[Stored items]
◇ ◇ ◇ ◇ ◇ ◇ ◇
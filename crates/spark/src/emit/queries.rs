//! Query-only emission.
//!
//! Keeps only embedded-query cells, wrapper stripped, so the output is pure
//! query text; documentation cells render as query-language comments. Every
//! other cell leaves no trace in the output and is charged to "other".

use nbx_core::Language;

use crate::emit::{QueryStyle, cell_text, comment_block, trim_blank_edges};
use crate::inventory::Inventory;
use crate::transform::Cell;

/// Emits the query-only text.
pub fn emit(cells: &[Cell]) -> (String, Inventory) {
    let mut inventory = Inventory::default();
    let mut chunks: Vec<String> = Vec::new();
    for cell in cells {
        match cell.language {
            Language::Sql => {
                inventory.count_query(cell);
                let chunk = trim_blank_edges(&cell_text(cell, QueryStyle::Raw));
                if !chunk.is_empty() {
                    chunks.push(chunk);
                }
            }
            Language::Markdown => {
                inventory.count_documentation(cell);
                let text = trim_blank_edges(&cell_text(cell, QueryStyle::Raw));
                let chunk = comment_block(&text, Language::Sql.comment_prefix());
                if !chunk.is_empty() {
                    chunks.push(chunk);
                }
            }
            _ => inventory.count_other(cell),
        }
    }

    if chunks.is_empty() {
        (String::new(), inventory)
    } else {
        (format!("{}\n", chunks.join("\n\n")), inventory)
    }
}

#[cfg(test)]
mod tests {
    use super::*;
    use crate::transform::Piece;

    fn cell(index: usize, language: Language, pieces: Vec<Piece>, line_count: usize) -> Cell {
        Cell {
            index,
            language,
            pieces,
            line_count,
            demoted_lines: 0,
        }
    }

    fn query(body: &str) -> Piece {
        Piece::Query {
            body: body.to_string(),
        }
    }

    #[test]
    fn only_query_text_survives() {
        let cells = vec![
            cell(0, Language::Python, vec![Piece::Text("a = 1".to_string())], 1),
            cell(1, Language::Sql, vec![query("SELECT 1\nSELECT 2")], 3),
            cell(2, Language::Sql, vec![query("SELECT 3")], 2),
        ];
        let (text, inventory) = emit(&cells);
        assert_eq!(text, "SELECT 1\nSELECT 2\n\nSELECT 3\n");
        assert_eq!(inventory.sql_lines, 5);
        assert_eq!(inventory.other_lines, 1);
        assert_eq!(inventory.code_lines, 0);
    }

    #[test]
    fn documentation_renders_as_query_comments() {
        let cells = vec![
            cell(
                0,
                Language::Markdown,
                vec![Piece::Text("# Report".to_string())],
                2,
            ),
            cell(1, Language::Sql, vec![query("SELECT 1")], 2),
        ];
        let (text, inventory) = emit(&cells);
        assert_eq!(text, "-- # Report\n\nSELECT 1\n");
        assert_eq!(inventory.comment_lines, 2);
    }

    #[test]
    fn dropped_cells_leave_no_trace() {
        let cells = vec![
            cell(0, Language::Scala, vec![Piece::Text("val x = 1".to_string())], 1),
            cell(1, Language::Unknown, vec![Piece::Text("%fs ls".to_string())], 1),
        ];
        let (text, inventory) = emit(&cells);
        assert_eq!(text, "");
        assert_eq!(inventory.other_lines, 2);
        assert_eq!(inventory.total(), 2);
    }

    #[test]
    fn empty_query_cells_are_counted_but_invisible() {
        let cells = vec![
            cell(0, Language::Sql, vec![query("SELECT 1")], 2),
            cell(1, Language::Sql, Vec::new(), 0),
        ];
        let (text, _) = emit(&cells);
        assert_eq!(text, "SELECT 1\n");
    }
}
◇ ◇ ◇ ◇ ◇ ◇ ◇
### What to do
Return the entries above exactly, each one complete.

### Result of this task
filename crates/spark/src/emit/queries.rs
//! Query-only emission.
//!
//! Keeps only embedded-query cells, wrapper stripped, so the output is pure
//! query text; documentation cells render as query-language comments. Every
//! other cell leaves no trace in the output and is charged to "other".

use nbx_core::Language;

use crate::emit::{QueryStyle, cell_text, comment_block, trim_blank_edges};
use crate::inventory::Inventory;
use crate::transform::Cell;

/// Emits the query-only text.
pub fn emit(cells: &[Cell]) -> (String, Inventory) {
    let mut inventory = Inventory::default();
    let mut chunks: Vec<String> = Vec::new();
    for cell in cells {
        match cell.language {
            Language::Sql => {
                inventory.count_query(cell);
                let chunk = trim_blank_edges(&cell_text(cell, QueryStyle::Raw));
                if !chunk.is_empty() {
                    chunks.push(chunk);
                }
            }
            Language::Markdown => {
                inventory.count_documentation(cell);
                let text = trim_blank_edges(&cell_text(cell, QueryStyle::Raw));
                let chunk = comment_block(&text, Language::Sql.comment_prefix());
                if !chunk.is_empty() {
                    chunks.push(chunk);
                }
            }
            _ => inventory.count_other(cell),
        }
    }

    if chunks.is_empty() {
        (String::new(), inventory)
    } else {
        (format!("{}\n", chunks.join("\n\n")), inventory)
    }
}

#[cfg(test)]
mod tests {
    use super::*;
    use crate::transform::Piece;

    fn cell(index: usize, language: Language, pieces: Vec<Piece>, line_count: usize) -> Cell {
        Cell {
            index,
            language,
            pieces,
            line_count,
            demoted_lines: 0,
        }
    }

    fn query(body: &str) -> Piece {
        Piece::Query {
            body: body.to_string(),
        }
    }

    #[test]
    fn only_query_text_survives() {
        let cells = vec![
            cell(0, Language::Python, vec![Piece::Text("a = 1".to_string())], 1),
            cell(1, Language::Sql, vec![query("SELECT 1\nSELECT 2")], 3),
            cell(2, Language::Sql, vec![query("SELECT 3")], 2),
        ];
        let (text, inventory) = emit(&cells);
        assert_eq!(text, "SELECT 1\nSELECT 2\n\nSELECT 3\n");
        assert_eq!(inventory.sql_lines, 5);
        assert_eq!(inventory.other_lines, 1);
        assert_eq!(inventory.code_lines, 0);
    }

    #[test]
    fn documentation_renders_as_query_comments() {
        let cells = vec![
            cell(
                0,
                Language::Markdown,
                vec![Piece::Text("# Report".to_string())],
                2,
            ),
            cell(1, Language::Sql, vec![query("SELECT 1")], 2),
        ];
        let (text, inventory) = emit(&cells);
        assert_eq!(text, "-- # Report\n\nSELECT 1\n");
        assert_eq!(inventory.comment_lines, 2);
    }

    #[test]
    fn dropped_cells_leave_no_trace() {
        let cells = vec![
            cell(0, Language::Scala, vec![Piece::Text("val x = 1".to_string())], 1),
            cell(1, Language::Unknown, vec![Piece::Text("%fs ls".to_string())], 1),
        ];
        let (text, inventory) = emit(&cells);
        assert_eq!(text, "");
        assert_eq!(inventory.other_lines, 2);
        assert_eq!(inventory.total(), 2);
    }

    #[test]
    fn empty_query_cells_are_counted_but_invisible() {
        let cells = vec![
            cell(0, Language::Sql, vec![query("SELECT 1")], 2),
            cell(1, Language::Sql, Vec::new(), 0),
        ];
        let (text, _) = emit(&cells);
        assert_eq!(text, "SELECT 1\n");
    }
}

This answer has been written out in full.